Edwin S Olson, Ramesh K Sharma, John H Pavlish

Anal Bioanal Chem. 2002 Nov;374(6):1045-9.

PMID: 12458417

Abstract:

Recent research has demonstrated that in a simulated flue gas stream containing NO(2) and SO(2) elemental mercury is initially captured on a carbon or manganese oxide sorbent. After approximately an hour, however, mercury breaks through relatively rapidly, and the volatile form of mercury emitted is an oxidized species. The volatile mercury species emitted from a granular MnO(2) sorbent was trapped in an impinger containing cold acetonitrile. Subsequent evaporation of 95% of the acetonitrile in a Kuderna-Danish apparatus and gas chromatography (GC) of the concentrate resulted in a single mercury-containing GC peak at 5.5 min; the retention time and mass spectrum of this compound matched exactly those of a standard mercury(II) nitrate hydrate, Hg(NO(3))(2).H(2)O dissolved in acetonitrile. The volatile mercury component analyzed from injection of this standard solution was shown to be a form of methylmercury that is produced in the GC column by reaction of the highly reactive mercury nitrate with the methylsiloxane GC phase.
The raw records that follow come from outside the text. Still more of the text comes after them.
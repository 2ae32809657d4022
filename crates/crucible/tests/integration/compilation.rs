use crucible::SubmissionStatus;

use super::{fixture_source, request, test_engine};

#[tokio::test]
async fn cpp_compiles_and_runs() {
    let (_root, engine) = test_engine().await;

    let record = engine
        .submit_wait(request("cpp", fixture_source("hello.cpp")))
        .await
        .expect("submission failed");

    assert_eq!(record.status, SubmissionStatus::Accepted, "{:?}", record.message);
    assert_eq!(record.stdout.as_deref(), Some(b"Hello, World!\n".as_slice()));
}

#[tokio::test]
async fn cpp_missing_semicolon_is_compilation_error() {
    let (_root, engine) = test_engine().await;

    let record = engine
        .submit_wait(request("cpp", fixture_source("bad.cpp")))
        .await
        .expect("submission failed");

    assert_eq!(record.status, SubmissionStatus::CompilationError);
    let compile_output = record.compile_output.expect("compiler output captured");
    assert!(!compile_output.is_empty());
    // The run step never happened
    assert!(record.stdout.is_none());
    assert!(record.stderr.is_none());
    assert!(record.finished_at.is_some());
}

#[tokio::test]
async fn c_compiler_options_are_passed_through() {
    let (_root, engine) = test_engine().await;

    let mut req = request("c", fixture_source("answer.c"));
    req.compiler_options = Some("-DANSWER=42".to_owned());
    let record = engine.submit_wait(req).await.expect("submission failed");

    assert_eq!(record.status, SubmissionStatus::Accepted, "{:?}", record.message);
    assert_eq!(record.stdout.as_deref(), Some(b"42\n".as_slice()));
}
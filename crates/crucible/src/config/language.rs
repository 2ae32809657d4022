use std::collections::HashMap;

use serde::{Deserialize, Deserializer, Serialize, de};

use crate::config::ConfigError;
use crate::types::ResourceLimits;

const INVALID_FILE_EXT_CHARS: [char; 2] = ['/', '.'];

/// Default PATH for sandboxed children
pub const DEFAULT_SANDBOX_PATH: &str = "/usr/local/bin:/usr/bin:/bin";

/// Fallback class name when a source with `derive_class_name` has no
/// detectable public class
pub const FALLBACK_CLASS_NAME: &str = "Main";

/// Toolchain descriptor for a programming language
#[derive(Debug, Clone, Serialize, Deserialize)]
pub struct Language {
    /// Human-readable name (e.g. "C++ 17 (GCC)")
    pub name: String,

    /// File extension
    pub extension: FileExtension,

    /// Compilation step (None for interpreted languages)
    #[serde(default)]
    pub compile: Option<CompileStep>,

    /// Execution step
    pub run: RunStep,

    /// Derive the source file name from a `public class X` declaration
    /// (JVM-style languages)
    #[serde(default)]
    pub derive_class_name: bool,

    /// Whether the compile step needs network access (e.g. dependency fetch)
    #[serde(default)]
    pub requires_network_for_build: bool,
}

impl Language {
    /// Check if the language is compiled
    pub fn is_compiled(&self) -> bool {
        self.compile.is_some()
    }

    /// Compute the run target class name for this source, if the language
    /// derives it from the source text
    pub fn class_name(&self, source: &[u8]) -> Option<String> {
        if !self.derive_class_name {
            return None;
        }
        let text = String::from_utf8_lossy(source);
        Some(detect_public_class(&text).unwrap_or_else(|| FALLBACK_CLASS_NAME.to_owned()))
    }

    /// The file name the source is staged under for this submission
    pub fn source_name(&self, source: &[u8]) -> String {
        if let Some(class) = self.class_name(source) {
            return format!("{}.{}", class, self.extension);
        }
        if let Some(ref compile) = self.compile {
            compile.source_name.clone()
        } else {
            format!("main.{}", self.extension)
        }
    }

    /// Expand placeholders in the given command template.
    ///
    /// `{source}`, `{output}`/`{binary}` and `{classname}` replace in place;
    /// an element that is exactly `{args}` or `{compiler_options}` splices
    /// the corresponding word list into the argv (possibly zero words).
    /// No shell is involved at any point.
    pub fn expand_command(command: &[String], ctx: &CommandContext<'_>) -> Vec<String> {
        let mut argv = Vec::with_capacity(command.len());
        for arg in command {
            match arg.as_str() {
                "{args}" => argv.extend(ctx.args.iter().map(|s| s.to_string())),
                "{compiler_options}" => {
                    argv.extend(ctx.compiler_options.iter().map(|s| s.to_string()))
                }
                _ => argv.push(
                    arg.replace("{source}", ctx.source)
                        .replace("{output}", ctx.binary)
                        .replace("{binary}", ctx.binary)
                        .replace("{classname}", ctx.classname),
                ),
            }
        }
        argv
    }
}

/// Values substituted into command templates right before invocation
#[derive(Debug, Clone, Copy, Default)]
pub struct CommandContext<'a> {
    pub source: &'a str,
    pub binary: &'a str,
    pub classname: &'a str,
    pub args: &'a [&'a str],
    pub compiler_options: &'a [&'a str],
}

/// Scan source text for `public class <Identifier>`.
///
/// Token-based, so `public final class X` also matches. Returns None when
/// no declaration is found; callers fall back to [`FALLBACK_CLASS_NAME`].
pub fn detect_public_class(source: &str) -> Option<String> {
    let mut tokens = source.split_whitespace();
    let mut saw_public = false;
    while let Some(token) = tokens.next() {
        match token {
            "public" => saw_public = true,
            "class" if saw_public => {
                let candidate = tokens.next()?;
                let ident: String = candidate
                    .chars()
                    .take_while(|c| c.is_alphanumeric() || *c == '_' || *c == '$')
                    .collect();
                let mut chars = ident.chars();
                match chars.next() {
                    Some(c) if c.is_alphabetic() || c == '_' || c == '$' => return Some(ident),
                    _ => return None,
                }
            }
            "final" | "abstract" | "sealed" | "strictfp" => {}
            _ => saw_public = false,
        }
    }
    None
}

/// File extension without dot (e.g. "cpp")
#[derive(Debug, Clone, Serialize)]
pub struct FileExtension(String);

impl FileExtension {
    pub fn new(extension: &str) -> Result<Self, ConfigError> {
        let contains_invalid = extension
            .chars()
            .any(|c| INVALID_FILE_EXT_CHARS.contains(&c));
        if contains_invalid {
            return Err(ConfigError::InvalidFileExtChars);
        }
        Ok(Self(extension.to_owned()))
    }

    pub fn is_empty(&self) -> bool {
        self.0.is_empty()
    }
}

impl<'de> Deserialize<'de> for FileExtension {
    fn deserialize<D>(deserializer: D) -> Result<Self, D::Error>
    where
        D: Deserializer<'de>,
    {
        let s = String::deserialize(deserializer)?;
        FileExtension::new(&s).map_err(|_| {
            de::Error::invalid_value(
                de::Unexpected::Str(&s),
                &"a file extension without '/' or '.' characters",
            )
        })
    }
}

impl std::fmt::Display for FileExtension {
    fn fmt(&self, f: &mut std::fmt::Formatter<'_>) -> std::fmt::Result {
        write!(f, "{}", self.0)
    }
}

/// The compilation step of a toolchain
#[derive(Debug, Clone, Serialize, Deserialize)]
pub struct CompileStep {
    /// Command template; see [`Language::expand_command`] for placeholders
    pub command: Vec<String>,

    /// Source file name in the workspace (e.g. "main.cpp"); overridden by
    /// the class-name rule when `derive_class_name` is set
    pub source_name: String,

    /// Output binary name (e.g. "main")
    pub output_name: String,

    /// Artifacts the compile step must leave behind for the run step.
    /// Templates are expanded; defaults to the output name when empty.
    #[serde(default)]
    pub artifacts: Vec<String>,

    /// Environment variables set during compilation
    #[serde(default)]
    pub env: HashMap<String, String>,

    /// Resource limits for compilation (overrides the compile profile)
    #[serde(default)]
    pub limits: Option<ResourceLimits>,
}

impl CompileStep {
    /// Artifact names after template expansion, falling back to the output name
    pub fn artifact_names(&self, ctx: &CommandContext<'_>) -> Vec<String> {
        if self.artifacts.is_empty() {
            vec![self.output_name.replace("{classname}", ctx.classname)]
        } else {
            Language::expand_command(&self.artifacts, ctx)
        }
    }
}

/// The execution step of a toolchain
#[derive(Debug, Clone, Serialize, Deserialize)]
pub struct RunStep {
    /// Command template; see [`Language::expand_command`] for placeholders
    pub command: Vec<String>,

    /// Environment variables set for the program
    #[serde(default)]
    pub env: HashMap<String, String>,

    /// PATH environment variable inside the sandbox
    #[serde(default = "default_sandbox_path")]
    pub path: String,

    /// Per-language default resource limits (overrides the global defaults)
    #[serde(default)]
    pub limits: Option<ResourceLimits>,
}

fn default_sandbox_path() -> String {
    DEFAULT_SANDBOX_PATH.to_owned()
}


#[cfg(test)]
mod proptests {
    use proptest::prelude::*;

    use super::*;

    proptest! {
        #[test]
        fn file_extension_rejects_all_strings_with_slash(s in ".*/.*.") {
            prop_assert!(FileExtension::new(&s).is_err());
        }

        #[test]
        fn file_extension_rejects_all_strings_with_dot(s in ".*\\..*.") {
            prop_assert!(FileExtension::new(&s).is_err());
        }

        #[test]
        fn file_extension_accepts_alphanumeric(s in "[a-zA-Z0-9_-]+") {
            prop_assert!(FileExtension::new(&s).is_ok());
        }

        #[test]
        fn detect_public_class_never_panics(s in ".*") {
            let _ = detect_public_class(&s);
        }

        #[test]
        fn detect_public_class_finds_valid_idents(name in "[A-Za-z][A-Za-z0-9_]{0,20}") {
            let src = format!("public class {name} {{}}");
            prop_assert_eq!(detect_public_class(&src), Some(name));
        }

        #[test]
        fn expand_command_preserves_plain_args(
            arg1 in "[a-z]+",
            arg2 in "[a-z]+",
        ) {
            let cmd = vec![arg1.clone(), arg2.clone()];
            let ctx = CommandContext::default();
            let result = Language::expand_command(&cmd, &ctx);
            prop_assert_eq!(&result[0], &arg1);
            prop_assert_eq!(&result[1], &arg2);
        }
    }
}
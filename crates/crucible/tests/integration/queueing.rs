use std::time::Duration;

use crucible::{SubmissionStatus, SubmitError};

use super::{fixture_source, request, test_engine_with};

#[tokio::test]
async fn backpressure_refuses_then_queue_drains() {
    // One worker and three queue slots; a sleeper occupies the worker
    let (_root, engine) = test_engine_with(|config| {
        config.max_concurrent = 1;
        config.max_queue_size = 3;
    })
    .await;

    let napper = engine
        .submit(request("python", fixture_source("napper.py")))
        .await
        .expect("first submission");

    // Wait until the sleeper occupies the worker
    for _ in 0..200 {
        if engine.stats().running == 1 {
            break;
        }
        tokio::time::sleep(Duration::from_millis(10)).await;
    }

    let mut queued = Vec::new();
    for _ in 0..3 {
        queued.push(
            engine
                .submit(request("python", fixture_source("hello.py")))
                .await
                .expect("queued submission"),
        );
    }

    // Queue is at capacity: the next one is refused synchronously
    let refused = engine
        .submit(request("python", fixture_source("hello.py")))
        .await;
    assert!(matches!(refused, Err(SubmitError::QueueFull(_))));

    // Everything accepted eventually completes
    queued.push(napper);
    for record in queued {
        let mut status = None;
        for _ in 0..300 {
            let current = engine.get(&record.token).await.unwrap().unwrap();
            if current.is_terminal() {
                status = Some(current.status);
                break;
            }
            tokio::time::sleep(Duration::from_millis(20)).await;
        }
        assert_eq!(status, Some(SubmissionStatus::Accepted));
    }
}

#[tokio::test]
async fn cancelled_pending_submission_never_runs() {
    let (_root, engine) = test_engine_with(|config| {
        config.max_concurrent = 1;
    })
    .await;

    engine
        .submit(request("python", fixture_source("napper.py")))
        .await
        .expect("sleeper");
    for _ in 0..200 {
        if engine.stats().running == 1 {
            break;
        }
        tokio::time::sleep(Duration::from_millis(10)).await;
    }

    let pending = engine
        .submit(request("python", fixture_source("hello.py")))
        .await
        .expect("pending");
    let cancelled = engine.cancel(&pending.token).await.unwrap().unwrap();

    assert_eq!(cancelled.status, SubmissionStatus::Cancelled);
    // No process ever ran: no outputs, no measurements
    assert!(cancelled.stdout.is_none());
    assert!(cancelled.time.is_none());
}

#[tokio::test]
async fn duplicate_waits_get_identical_terminal_records() {
    let (_root, engine) = test_engine_with(|_| {}).await;

    let record = engine
        .submit_wait(request("python", fixture_source("hello.py")))
        .await
        .expect("submission");

    let again = engine.get(&record.token).await.unwrap().unwrap();
    assert_eq!(record.status, again.status);
    assert_eq!(record.stdout, again.stdout);
    assert_eq!(record.finished_at, again.finished_at);
}
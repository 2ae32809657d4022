use crucible::SubmissionStatus;

use super::{fixture_source, request, test_engine};

#[tokio::test]
async fn python_hello_world() {
    let (_root, engine) = test_engine().await;

    let record = engine
        .submit_wait(request("python", fixture_source("hello.py")))
        .await
        .expect("submission failed");

    assert_eq!(record.status, SubmissionStatus::Accepted);
    assert_eq!(record.stdout.as_deref(), Some(b"Hello, World!\n".as_slice()));
    assert_eq!(record.exit_code, Some(0));
    assert!(record.finished_at.is_some());
}

#[tokio::test]
async fn python_reads_stdin() {
    let (_root, engine) = test_engine().await;

    let mut req = request("python", fixture_source("echo.py"));
    req.stdin = b"Alice\n".to_vec();
    let record = engine.submit_wait(req).await.expect("submission failed");

    assert_eq!(record.status, SubmissionStatus::Accepted);
    assert_eq!(record.stdout.as_deref(), Some(b"Alice!\n".as_slice()));
}

#[tokio::test]
async fn python_uncaught_exception_is_runtime_error() {
    let (_root, engine) = test_engine().await;

    let record = engine
        .submit_wait(request("python", fixture_source("crash.py")))
        .await
        .expect("submission failed");

    assert_eq!(record.status, SubmissionStatus::RuntimeError);
    assert_eq!(record.exit_code, Some(1));
    let stderr = String::from_utf8_lossy(record.stderr.as_deref().unwrap_or_default());
    assert!(stderr.contains("IndexError"));
}

#[tokio::test]
async fn java_derives_class_name_from_source() {
    let (_root, engine) = test_engine().await;

    let record = engine
        .submit_wait(request("java", fixture_source("Solution.java")))
        .await
        .expect("submission failed");

    assert_eq!(record.status, SubmissionStatus::Accepted, "{:?}", record.message);
    assert_eq!(record.stdout.as_deref(), Some(b"42\n".as_slice()));
}

#[tokio::test]
async fn expected_output_mismatch_is_wrong_answer() {
    let (_root, engine) = test_engine().await;

    let mut req = request("python", fixture_source("hello.py"));
    req.expected_output = Some("Goodbye, World!".to_owned());
    let record = engine.submit_wait(req).await.expect("submission failed");

    assert_eq!(record.status, SubmissionStatus::WrongAnswer);
}

#[tokio::test]
async fn stderr_redirect_merges_into_stdout() {
    let (_root, engine) = test_engine().await;

    let mut req = request("python", fixture_source("crash.py"));
    req.flags.redirect_stderr_to_stdout = true;
    let record = engine.submit_wait(req).await.expect("submission failed");

    assert_eq!(record.status, SubmissionStatus::RuntimeError);
    assert_eq!(record.stderr.as_deref(), Some(b"".as_slice()));
    let merged = String::from_utf8_lossy(record.stdout.as_deref().unwrap_or_default());
    assert!(merged.contains("IndexError"));
}
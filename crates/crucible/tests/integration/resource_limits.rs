use crucible::{ResourceLimits, SubmissionStatus};

use super::{fixture_source, request, test_engine};

#[tokio::test]
async fn c_infinite_loop_hits_cpu_limit() {
    let (_root, engine) = test_engine().await;

    // No cpu_extra_time here on purpose: the grace comes from the catalog
    // defaults, so reported CPU time must land in [limit, limit + 0.5]
    // plus sampling jitter
    let mut req = request("c", fixture_source("spin.c"));
    req.limits = ResourceLimits::none()
        .with_cpu_time_limit(1.0)
        .with_wall_time_limit(3.0);
    let record = engine.submit_wait(req).await.expect("submission failed");

    assert_eq!(record.status, SubmissionStatus::TimeLimitExceeded);
    let message = record.message.expect("limit message");
    assert!(message.contains("CPU"), "unexpected message: {message}");

    // Real usage is reported: past the limit, inside limit + default grace
    let cpu = record.time.expect("cpu time measured");
    assert!(cpu >= 1.0, "cpu_time {cpu} below the limit");
    assert!(cpu <= 1.6, "cpu_time {cpu} way past limit + grace");
}

#[tokio::test]
async fn python_allocation_loop_hits_memory_limit() {
    let (_root, engine) = test_engine().await;

    let mut req = request("python", fixture_source("memhog.py"));
    req.limits = ResourceLimits::none().with_memory_limit(65536);
    let record = engine.submit_wait(req).await.expect("submission failed");

    assert_eq!(record.status, SubmissionStatus::MemoryLimitExceeded, "{:?}", record.message);

    let memory = record.memory.expect("memory measured");
    assert!(memory <= 65536 * 105 / 100, "memory {memory} over limit + slack");
    assert!(memory >= 65536 / 2, "memory {memory} implausibly low for the hog");
}

#[tokio::test]
async fn python_output_flood_is_output_limit() {
    let (_root, engine) = test_engine().await;

    // ~1 MB of output against a 64 KB cap; the program itself exits 0
    let mut req = request("python", fixture_source("spam.py"));
    req.limits = ResourceLimits::none().with_max_file_size(64);
    let record = engine.submit_wait(req).await.expect("submission failed");

    assert_eq!(record.status, SubmissionStatus::RuntimeError);
    assert_eq!(
        record.message.as_deref(),
        Some("Output size limit exceeded")
    );
    assert_eq!(record.stdout.map(|s| s.len()), Some(64 * 1024));
}

#[tokio::test]
async fn wall_limit_bounds_sleeping_programs() {
    let (_root, engine) = test_engine().await;

    let mut req = request("python", fixture_source("napper.py"));
    req.limits = ResourceLimits::none().with_wall_time_limit(0.4);
    let record = engine.submit_wait(req).await.expect("submission failed");

    assert_eq!(record.status, SubmissionStatus::TimeLimitExceeded);
    assert_eq!(record.message.as_deref(), Some("Wall time limit exceeded"));

    let wall = record.wall_time.expect("wall time measured");
    assert!(wall >= 0.4);
    assert!(wall <= 1.0, "wall {wall} exceeds limit + grace");
}

#[tokio::test]
async fn number_of_runs_aggregates_max() {
    let (_root, engine) = test_engine().await;

    let mut req = request("python", fixture_source("hello.py"));
    req.limits = ResourceLimits::none().with_number_of_runs(3);
    let record = engine.submit_wait(req).await.expect("submission failed");

    assert_eq!(record.status, SubmissionStatus::Accepted);
    // Output comes from the last run, unchanged across runs
    assert_eq!(record.stdout.as_deref(), Some(b"Hello, World!\n".as_slice()));
}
Because the on-column derivatization reaction seems to be unique to mercury nitrate, the GC-MS (gas chromatography-mass spectroscopic) analysis provides strong evidence for identification of the trapped oxidized mercury species as mercury nitrate although, because the nitrate becomes detached from the mercury atom in the on-column reaction, the identity is not proven.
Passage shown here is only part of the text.